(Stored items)
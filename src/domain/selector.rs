//! Picks one template out of a specification.
//!
//! Regex-guarded alternatives win first, in list order. Otherwise the
//! plain alternatives are ranked by their compiled `max_length` and the
//! smallest one that can hold the input is chosen; if none can, the
//! largest one is used so selection never fails.

use super::tokenize;
use crate::masking::{MaskAlternative, MaskSpec};

/// Returns the template to apply to `raw`.
///
/// Numeric specifications have no template and yield an empty string.
pub fn select_template<'a>(raw: &str, spec: &'a MaskSpec) -> &'a str {
    match spec {
        MaskSpec::Single(alternative) => alternative.template(),
        MaskSpec::Numeric(_) => "",
        MaskSpec::Alternatives(alternatives) => select_alternative(raw, alternatives),
    }
}

fn select_alternative<'a>(raw: &str, alternatives: &'a [MaskAlternative]) -> &'a str {
    if let Some(hit) = alternatives.iter().find(|alt| alt.matches(raw)) {
        tracing::debug!(template = hit.template(), "alternative selected by regex");
        return hit.template();
    }

    let mut candidates: Vec<(usize, &str)> = alternatives
        .iter()
        .filter(|alt| alt.regex().is_none())
        .map(|alt| (tokenize(alt.template()).max_length(), alt.template()))
        .collect();
    candidates.sort_by_key(|&(max_length, _)| max_length);

    let input_len = raw.chars().count();
    if let Some(&(max_length, template)) = candidates
        .iter()
        .find(|&&(max_length, _)| input_len <= max_length)
    {
        tracing::debug!(template, max_length, input_len, "alternative selected by length");
        return template;
    }

    match candidates.last() {
        Some(&(max_length, template)) => {
            tracing::debug!(
                template,
                max_length,
                input_len,
                "input overflows every alternative, using the largest"
            );
            template
        }
        None => "",
    }
}
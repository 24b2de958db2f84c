//! Result of applying a mask.

use serde::Serialize;

/// Masked and canonical values produced by a mask.
#[derive(Debug, Clone, Default, PartialEq, Eq, Serialize)]
pub struct MaskOutput {
    /// Fully formatted value, literals included
    pub masked: String,

    /// Characters consumed from the input, without formatting
    pub unmasked: String,
}

impl MaskOutput {
    pub fn new(masked: impl Into<String>, unmasked: impl Into<String>) -> Self {
        Self {
            masked: masked.into(),
            unmasked: unmasked.into(),
        }
    }

    /// Both values empty.
    pub fn empty() -> Self {
        Self::default()
    }

    /// Returns true if nothing was produced.
    pub fn is_empty(&self) -> bool {
        self.masked.is_empty() && self.unmasked.is_empty()
    }

    /// Keeps at most `max` characters of the unmasked value.
    pub(crate) fn truncate_unmasked(mut self, max: usize) -> Self {
        if let Some((byte_idx, _)) = self.unmasked.char_indices().nth(max) {
            self.unmasked.truncate(byte_idx);
        }
        self
    }
}

#[cfg(test)]
mod tests {
    use super::*;

    #[test]
    fn test_empty_output() {
        assert!(MaskOutput::empty().is_empty());
        assert!(!MaskOutput::new("1", "1").is_empty());
    }

    #[test]
    fn test_truncate_unmasked() {
        let out = MaskOutput::new("12:34", "123456").truncate_unmasked(4);
        assert_eq!(out.unmasked, "1234");
        assert_eq!(out.masked, "12:34");

        let out = MaskOutput::new("1", "1").truncate_unmasked(4);
        assert_eq!(out.unmasked, "1");
    }

    #[test]
    fn test_serialize() {
        let json = serde_json::to_string(&MaskOutput::new("12:34", "1234")).unwrap();
        assert_eq!(json, r#"{"masked":"12:34","unmasked":"1234"}"#);
    }
}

Exercise aim: Nothing should be altered. Set down all the data again.

Result for this exercise:
filename src/domain/selector.rs
//! Picks one template out of a specification.
//!
//! Regex-guarded alternatives win first, in list order. Otherwise the
//! plain alternatives are ranked by their compiled `max_length` and the
//! smallest one that can hold the input is chosen; if none can, the
//! largest one is used so selection never fails.

use super::tokenize;
use crate::masking::{MaskAlternative, MaskSpec};

/// Returns the template to apply to `raw`.
///
/// Numeric specifications have no template and yield an empty string.
pub fn select_template<'a>(raw: &str, spec: &'a MaskSpec) -> &'a str {
    match spec {
        MaskSpec::Single(alternative) => alternative.template(),
        MaskSpec::Numeric(_) => "",
        MaskSpec::Alternatives(alternatives) => select_alternative(raw, alternatives),
    }
}

fn select_alternative<'a>(raw: &str, alternatives: &'a [MaskAlternative]) -> &'a str {
    if let Some(hit) = alternatives.iter().find(|alt| alt.matches(raw)) {
        tracing::debug!(template = hit.template(), "alternative selected by regex");
        return hit.template();
    }

    let mut candidates: Vec<(usize, &str)> = alternatives
        .iter()
        .filter(|alt| alt.regex().is_none())
        .map(|alt| (tokenize(alt.template()).max_length(), alt.template()))
        .collect();
    candidates.sort_by_key(|&(max_length, _)| max_length);

    let input_len = raw.chars().count();
    if let Some(&(max_length, template)) = candidates
        .iter()
        .find(|&&(max_length, _)| input_len <= max_length)
    {
        tracing::debug!(template, max_length, input_len, "alternative selected by length");
        return template;
    }

    match candidates.last() {
        Some(&(max_length, template)) => {
            tracing::debug!(
                template,
                max_length,
                input_len,
                "input overflows every alternative, using the largest"
            );
            template
        }
        None => "",
    }
}
repository 24b2de958db2f84c
//! Result of applying a mask.

use serde::Serialize;

/// Masked and canonical values produced by a mask.
#[derive(Debug, Clone, Default, PartialEq, Eq, Serialize)]
pub struct MaskOutput {
    /// Fully formatted value, literals included
    pub masked: String,

    /// Characters consumed from the input, without formatting
    pub unmasked: String,
}

impl MaskOutput {
    pub fn new(masked: impl Into<String>, unmasked: impl Into<String>) -> Self {
        Self {
            masked: masked.into(),
            unmasked: unmasked.into(),
        }
    }

    /// Both values empty.
    pub fn empty() -> Self {
        Self::default()
    }

    /// Returns true if nothing was produced.
    pub fn is_empty(&self) -> bool {
        self.masked.is_empty() && self.unmasked.is_empty()
    }

    /// Keeps at most `max` characters of the unmasked value.
    pub(crate) fn truncate_unmasked(mut self, max: usize) -> Self {
        if let Some((byte_idx, _)) = self.unmasked.char_indices().nth(max) {
            self.unmasked.truncate(byte_idx);
        }
        self
    }
}

#[cfg(test)]
mod tests {
    use super::*;

    #[test]
    fn test_empty_output() {
        assert!(MaskOutput::empty().is_empty());
        assert!(!MaskOutput::new("1", "1").is_empty());
    }

    #[test]
    fn test_truncate_unmasked() {
        let out = MaskOutput::new("12:34", "123456").truncate_unmasked(4);
        assert_eq!(out.unmasked, "1234");
        assert_eq!(out.masked, "12:34");

        let out = MaskOutput::new("1", "1").truncate_unmasked(4);
        assert_eq!(out.unmasked, "1");
    }

    #[test]
    fn test_serialize() {
        let json = serde_json::to_string(&MaskOutput::new("12:34", "1234")).unwrap();
        assert_eq!(json, r#"{"masked":"12:34","unmasked":"1234"}"#);
    }
}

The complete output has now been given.